Having a Complex Regional Pain Syndrome is one of hundreds of physical, mental and emotional syndromes that confuse patients and doctors.
Complex regional pain syndrome (CRPS) is a chronic (lasting greater than six months) pain condition that most often affects one limb (arm, leg, hand, or foot) usually after an injury. CRPS is believed to be caused by damage to, or malfunction of, the peripheral and central nervous systems. According to Stanford Medical schools, the main symptoms are severe pain, swelling, and changes in the skin. Although CRPS can occur anywhere in the body, it usually affects an arm, leg, hand, or foot. CRPS can make your life seem very crappy.
In this era of specialization, it is very difficult to localize pain issues and CRPS may become worse or better over time periods of less than one year. When it flares, it is disabling. Yet, insurance approaches have severely limited restrictions on seeing a disease as a singular entity or as a syndrome of several.
One method of diagnosis, apart from the observation of symptoms, is a bone scan. MRI scans and X-rays are also used to detect CRPS, for much the same reasons as bone scans. X-rays may be able to pick up irregularities or mineral loss from bones, while MRI’s can show a number of tissue irregularities.

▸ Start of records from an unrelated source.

//! Profile screen: fetch and edit the logged-in account.

use std::sync::Arc;
use std::time::Duration;

use tracing::{debug, info, warn};

use crate::domain::entities::{ProfileChanges, UserProfile};
use crate::domain::errors::ApiError;
use crate::domain::ports::AccountPort;

/// Loads and saves the user profile.
pub struct ProfileUseCase {
    account_port: Arc<dyn AccountPort>,
    retry_delay: Duration,
    max_attempts: u32,
}

impl ProfileUseCase {
    /// Creates new profile use case; `max_attempts` counts the first fetch.
    #[must_use]
    pub fn new(account_port: Arc<dyn AccountPort>, retry_delay: Duration, max_attempts: u32) -> Self {
        Self {
            account_port,
            retry_delay,
            max_attempts: max_attempts.max(1),
        }
    }

    /// Fetches the profile, re-polling after a fixed delay on network or HTTP failures.
    ///
    /// # Errors
    /// Returns any other error (`AuthExpired` included) immediately, or the
    /// last error once attempts run out.
    pub async fn fetch(&self) -> Result<UserProfile, ApiError> {
        let mut attempt = 1;
        loop {
            match self.account_port.current_user().await {
                Ok(user) => {
                    debug!(user_id = %user.id(), attempt, "Profile fetched");
                    return Ok(user);
                }
                Err(e) if !e.is_retryable() || attempt >= self.max_attempts => {
                    warn!(error = %e, attempt, "Profile fetch failed");
                    return Err(e);
                }
                Err(e) => {
                    warn!(
                        error = %e,
                        attempt,
                        delay_secs = self.retry_delay.as_secs_f32(),
                        "Profile fetch failed, retrying"
                    );
                    tokio::time::sleep(self.retry_delay).await;
                    attempt += 1;
                }
            }
        }
    }

    /// Applies `changes` to `current` and saves the result.
    ///
    /// Returns the profile as sent.
    ///
    /// # Errors
    /// Returns `Validation` when name or email end up blank (no request is
    /// sent), otherwise the server error.
    pub async fn update(
        &self,
        current: &UserProfile,
        changes: ProfileChanges,
    ) -> Result<UserProfile, ApiError> {
        let mut profile = current.clone();
        profile.apply(changes);

        if profile.name().trim().is_empty() {
            return Err(ApiError::validation("name"));
        }
        if profile.email().trim().is_empty() {
            return Err(ApiError::validation("email"));
        }

        self.account_port.update_user(&profile).await.map_err(|e| {
            warn!(error = %e, "Profile update failed");
            e
        })?;

        info!(user_id = %profile.id(), "Profile updated");
        Ok(profile)
    }
}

According to the Mayo Clinic, CRPS is thought to be caused by an injury to or an abnormality of the peripheral and central nervous systems. CRPS typically occurs as a result of a trauma or an injury. Complex regional pain syndrome occurs in two types, with similar signs and symptoms, but different causes. Are these causes due to passed indiscretions (falls, accidents, traumas) that you recovered easily from earlier years? CRPS appears ti the 40’s as changing-life issues develop in women and men. According to the Mayo Clinic, CRPS is divided into two types: CRPS-I and CRPS-II. Individuals without a confirmed nerve injury are classified as having CRPS-I (previously known as reflex sympathetic dystrophy syndrome). CRPS-II (previously known as causalgia) is when there is an associated, confirmed nerve injury.
CRPS I, formerly known as reflex sympathetic dystrophy (RSD)—here, no nerve lesions can be identified. A dystrophy is a muscular disease and RSD is treated as among the hundreds of dystrophies exhibiting muscle weaknesses. Alas, there are no specified treatments or cures for muscular dystrophies.

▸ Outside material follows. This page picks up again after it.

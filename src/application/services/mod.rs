/// Home dashboard selection.
pub mod expiry_dashboard;

pub use expiry_dashboard::{DashboardEntry, ExpiryDashboard};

CRPS II (formerly known as causalgia). The symptoms of this syndrome include evidence of a nerve lesion.
CRPS/RSD is a life-altering chronic condition. Living with CRPS/RSD offers many challenges to those who are affected by it. Challenges include difficulties with diagnosis, coping strategies after diagnosis, caregiver concerns, differences in the problems faced by adults and youths, insurance, workman’s compensation and other issues.
While there are some research studies, data and conclusions are still sparse.

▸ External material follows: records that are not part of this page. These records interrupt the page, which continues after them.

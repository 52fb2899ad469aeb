use super::app_config::{APP_NAME, APP_ORGANIZATION, APP_QUALIFIER, AppConfig};
use directories::ProjectDirs;
use std::fs;
use std::io::Write;
use std::path::{Path, PathBuf};
use thiserror::Error;
use tracing::{info, warn};

const CONFIG_FILE_NAME: &str = "config.toml";

/// Config file failures.
#[derive(Debug, Error)]
pub enum ConfigError {
    /// No config directory exists for this platform.
    #[error("failed to determine config directory")]
    ConfigDirNotFound,
    /// Reading or writing the file failed.
    #[error("io error: {0}")]
    Io(#[from] std::io::Error),
    /// The config could not be serialized.
    #[error("toml serialization error: {0}")]
    TomlSer(#[from] toml::ser::Error),
    /// The file is not valid config TOML.
    #[error("toml deserialization error: {0}")]
    TomlDe(#[from] toml::de::Error),
}

/// Loads and saves `config.toml` in the platform config directory.
pub struct StorageManager {
    config_dir: PathBuf,
}

impl StorageManager {
    /// Create a new `StorageManager`.
    ///
    /// # Errors
    ///
    /// Returns `ConfigError` if the configuration directory cannot be determined.
    pub fn new() -> Result<Self, ConfigError> {
        let config_dir = ProjectDirs::from(APP_QUALIFIER, APP_ORGANIZATION, APP_NAME)
            .map(|dirs| dirs.config_dir().to_path_buf())
            .ok_or(ConfigError::ConfigDirNotFound)?;

        Ok(Self { config_dir })
    }

    /// Creates a new `StorageManager` with a specific directory (useful for testing).
    #[must_use]
    pub fn with_dir(path: PathBuf) -> Self {
        Self { config_dir: path }
    }

    /// Returns the configuration directory path.
    #[must_use]
    pub fn config_dir(&self) -> &Path {
        &self.config_dir
    }

    /// Ensures the configuration directory exists.
    ///
    /// # Errors
    ///
    /// Returns `ConfigError` if the directory cannot be created.
    pub fn ensure_config_dir(&self) -> Result<(), ConfigError> {
        if !self.config_dir.exists() {
            info!("Creating configuration directory at {:?}", self.config_dir);
            fs::create_dir_all(&self.config_dir)?;
        }
        Ok(())
    }

    /// Loads the application configuration, writing defaults when the file is missing.
    ///
    /// # Errors
    ///
    /// Returns `ConfigError` if the file cannot be read or the defaults cannot be written.
    pub fn load_config(&self, path_override: Option<&Path>) -> Result<AppConfig, ConfigError> {
        self.ensure_config_dir()?;
        let config_path = path_override.map_or_else(
            || self.config_dir.join(CONFIG_FILE_NAME),
            std::path::Path::to_path_buf,
        );

        if !config_path.exists() {
            info!(
                "Config file not found at {:?}, creating default.",
                config_path
            );
            let default_config = AppConfig::default();
            if let Some(parent) = config_path.parent() {
                fs::create_dir_all(parent)?;
            }
            Self::save_to_file(&config_path, &default_config)?;
            return Ok(default_config);
        }

        let content = fs::read_to_string(&config_path)?;
        match toml::from_str::<AppConfig>(&content) {
            Ok(config) => Ok(config),
            Err(e) => {
                warn!("Failed to parse config file: {}. Using defaults.", e);
                Ok(AppConfig::default())
            }
        }
    }

    /// Writes the configuration to the default location.
    ///
    /// # Errors
    ///
    /// Returns `ConfigError` if the file cannot be written.
    pub fn save_config(&self, config: &AppConfig) -> Result<(), ConfigError> {
        self.ensure_config_dir()?;
        Self::save_to_file(&self.config_dir.join(CONFIG_FILE_NAME), config)
    }

    fn save_to_file<T: serde::Serialize>(path: &Path, data: &T) -> Result<(), ConfigError> {
        let content = toml::to_string_pretty(data)?;

        let parent = path
            .parent()
            .ok_or_else(|| std::io::Error::other("Invalid path"))?;
        let mut temp_file = tempfile::NamedTempFile::new_in(parent)?;
        temp_file.write_all(content.as_bytes())?;
        temp_file.persist(path).map_err(|e| e.error)?;

        Ok(())
    }
}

Perhaps one of the most simple of the problems is that most pain management professionals still don’t know how to diagnose CRPS as a syndrome. They only treat symptoms.
There is no single diagnostic tool for CRPS or RSD. Physicians diagnose it based on patient history, clinical examination, and laboratory results. Physicians must rule out any other condition that would otherwise account for the degree of pain and dysfunction before considering CRPS/RSD.
Early diagnosis and appropriate treatment offer the highest probability of effective treatment and possible remission of CRPS/RSD
CRPS symptoms include:
Pain that is described as deep, aching, cold, burning, and/or increased skin sensitivity
An initiating injury or traumatic event, such as a sprain, fracture, minor surgery, etc., that should not cause as severe pain as being experienced or where the pain does not subside with healing
Pain (moderate-to-severe) associated with allodynia, that is, pain from something that should not cause pain, such as the touch of clothing or a shower
Continuing pain (moderate-to-severe) associated with hyperalgesia, that is, heightened sensitivity to painful stimulation)
Abnormal swelling in the affected area
Abnormal hair or nail growth
Abnormal skin color changes
Abnormal skin temperature, that is, one side of the body is warmer or colder than the other by more than 1°C
Abnormal sweating of the affected area
Limited range of motion, weakness, or other motor disorders such as paralysis or dystonia
Symptoms and signs can wax and wane
Can affect anyone, but is more common in women, with a recent increase in the number of children and adolescents who are diagnosed
The Mayo Clinic offers some extensive clinical information on CRPS and/or RSD.
It represents many CRPS chronic pain issues. So there may be more than 1 source of chronic pain. There may be syndromes. CRPS is one of them.